Wiederbelebung für ein Kino

Das Saarbrücker Filmhaus ist in der Krise. Zuletzt kamen nicht einmal mehr 18 000 Besucher im Jahr, im Schnitt also weniger als 50 pro Tag. Das Ganze kostet die Stadt, die das kommunale Kino betreibt, zwischen 350 000 und rund 400 000 Euro pro Jahr. Das geht nicht mehr lange gut, befürchten Filmfreunde und haben deshalb im September vergangenen Jahres eine Initiative gegründet. Nun haben sie Ideen für ein „neues Filmhaus“ vorgelegt.

"Wo das Kino lebt" - der in Neonbeleuchtung an die Wand des großen Saals geschrieben Satz gilt als Anspruch, als Leitmotiv des Saarbrücker Filmhauses. Zurzeit wirkt er allerdings wie Spott, für Wohlmeinende wie Satire. Von Leben sei "kaum noch etwas zu spüren", schreibt eine Initiative von Filmfreunden, die das Filmhaus wiederbeleben will, im Vorwort ihrer Ideensammlung.

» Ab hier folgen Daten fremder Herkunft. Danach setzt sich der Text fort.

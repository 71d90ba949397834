//! API error handling for the HTTP boundary.
//!
//! Only requests rejected before they reach the event engine (bad
//! credentials) produce an error status. Engine failures are acknowledged with
//! `200 OK` by the handlers.

use axum::{
    http::StatusCode,
    response::{IntoResponse, Response},
    Json,
};
use serde::Serialize;

/// API error codes.
#[derive(Debug, Clone, Copy, PartialEq, Eq, Serialize)]
#[serde(rename_all = "SCREAMING_SNAKE_CASE")]
pub enum ErrorCode {
    /// Unauthorized (401).
    Unauthorized,
}

impl ErrorCode {
    /// Get the HTTP status code for this error.
    pub fn status_code(&self) -> StatusCode {
        match self {
            ErrorCode::Unauthorized => StatusCode::UNAUTHORIZED,
        }
    }
}

/// API error response body.
#[derive(Debug, Serialize)]
pub struct ErrorBody {
    pub error: ErrorDetail,
}

/// Error detail.
#[derive(Debug, Serialize)]
pub struct ErrorDetail {
    pub code: ErrorCode,
    pub message: String,
}

/// API error type.
#[derive(Debug)]
pub struct ApiError {
    code: ErrorCode,
    message: String,
}

impl ApiError {
    /// Create a new API error.
    pub fn new(code: ErrorCode, message: impl Into<String>) -> Self {
        Self {
            code,
            message: message.into(),
        }
    }

    /// Create an unauthorized error.
    pub fn unauthorized(message: impl Into<String>) -> Self {
        Self::new(ErrorCode::Unauthorized, message)
    }

    /// Error code.
    pub fn code(&self) -> ErrorCode {
        self.code
    }
}

impl IntoResponse for ApiError {
    fn into_response(self) -> Response {
        let status = self.code.status_code();
        let body = ErrorBody {
            error: ErrorDetail {
                code: self.code,
                message: self.message,
            },
        };
        (status, Json(body)).into_response()
    }
}

impl std::fmt::Display for ApiError {
    fn fmt(&self, f: &mut std::fmt::Formatter<'_>) -> std::fmt::Result {
        write!(f, "{:?}: {}", self.code, self.message)
    }
}

impl std::error::Error for ApiError {}
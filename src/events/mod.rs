//! Change-event engine.
//!
//! Entry events fan out notifications to category subscribers. Response
//! events maintain comment, reply and reaction counters and cascade reply
//! deletion. [`EventDispatcher`] routes an event to the right component and
//! turns the result into an [`Outcome`].
//!
//! Delivery is at least once and events are not deduplicated here: a
//! redelivered response event is counted again.

mod category;
mod counter;
mod dispatcher;
mod envelope;
mod fanout;
mod thread;
mod types;

pub use category::{Category, CategoryResolver};
pub use counter::{CounterAggregator, CounterChange, COMMENT_COUNT, REPLY_COUNT};
pub use dispatcher::{EventDispatcher, Outcome, ENTRIES, RESPONSES};
pub use envelope::{PubsubMessage, PushEnvelope, TYPE_ATTRIBUTE};
pub use fanout::{FanoutReport, SubscriberFanout};
pub use thread::ThreadPruner;
pub use types::{
    Author, ChangeEvent, Enclosure, EntrySnapshot, EntrySummary, ResponseKind, ResponseSnapshot,
    Transition,
};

Der Anspruch der Gruppe: "Das Filmhaus soll wieder zur Heimat aller Cineasten im Saarland werden." Das bedeutet: Es soll kein städtisches Amt mehr sein, sondern ein "Ort der Filmkultur, wo einem die Inhaber noch persönlich das Ticket verkaufen und abreißen, sich Filmfans treffen und über neuste Trends und Vorlieben austauschen können".

Das heißt für die Initiative: Das Filmhaus soll nicht nur ein Ort sein, an dem Filme gezeigt werden. Sie will Experten zu Vorträgen einladen, ein Cinequiz organisieren, bei dem Filmfreunde einen vergnüglichen Abend beim Ratespiel verbringen können. Es soll auch Workshops geben und Filmreihen, Retrospektiven, Kinder- und Seniorenkino, Kurzfilmreihen.

Auch das Serviceangebot soll besser werden. Popcorn soll es geben, eine Platzreservierung soll möglich sein. Und das Kino soll insgesamt gemütlicher, einladender werden. Ab und zu will die Initiative Musiker und andere Künstler einladen und das Kino zur Bühne machen. Darüber hinaus soll es ein Filmhaus-Magazin geben, in dem nicht nur das Programm abgedruckt wird, sondern auch Hintergrundgeschichten, Interviews und Kritiken gedruckt werden.

Die Initiative ist überzeugt, dass die Stadt ein besseres Filmhaus bekommen kann als bisher und dabei auch noch Geld sparen kann - wenn sie das Kino von der Initiative managen lässt. Der Zuschuss, den man brauche, liege deutlich unter den 350 000 und rund 400 000 Euro, die die Stadt bisher jedes Jahr aufbringen muss. Details würde man gerne möglichst bald ernsthaft und im Detail diskutieren.

Ob Kulturdezernent Thomas Brück (Grüne) Interesse an den Ideen und am Angebot der Initiative hat, ist unklar. Er will sich in den kommenden Tagen zum Filmhaus äußern.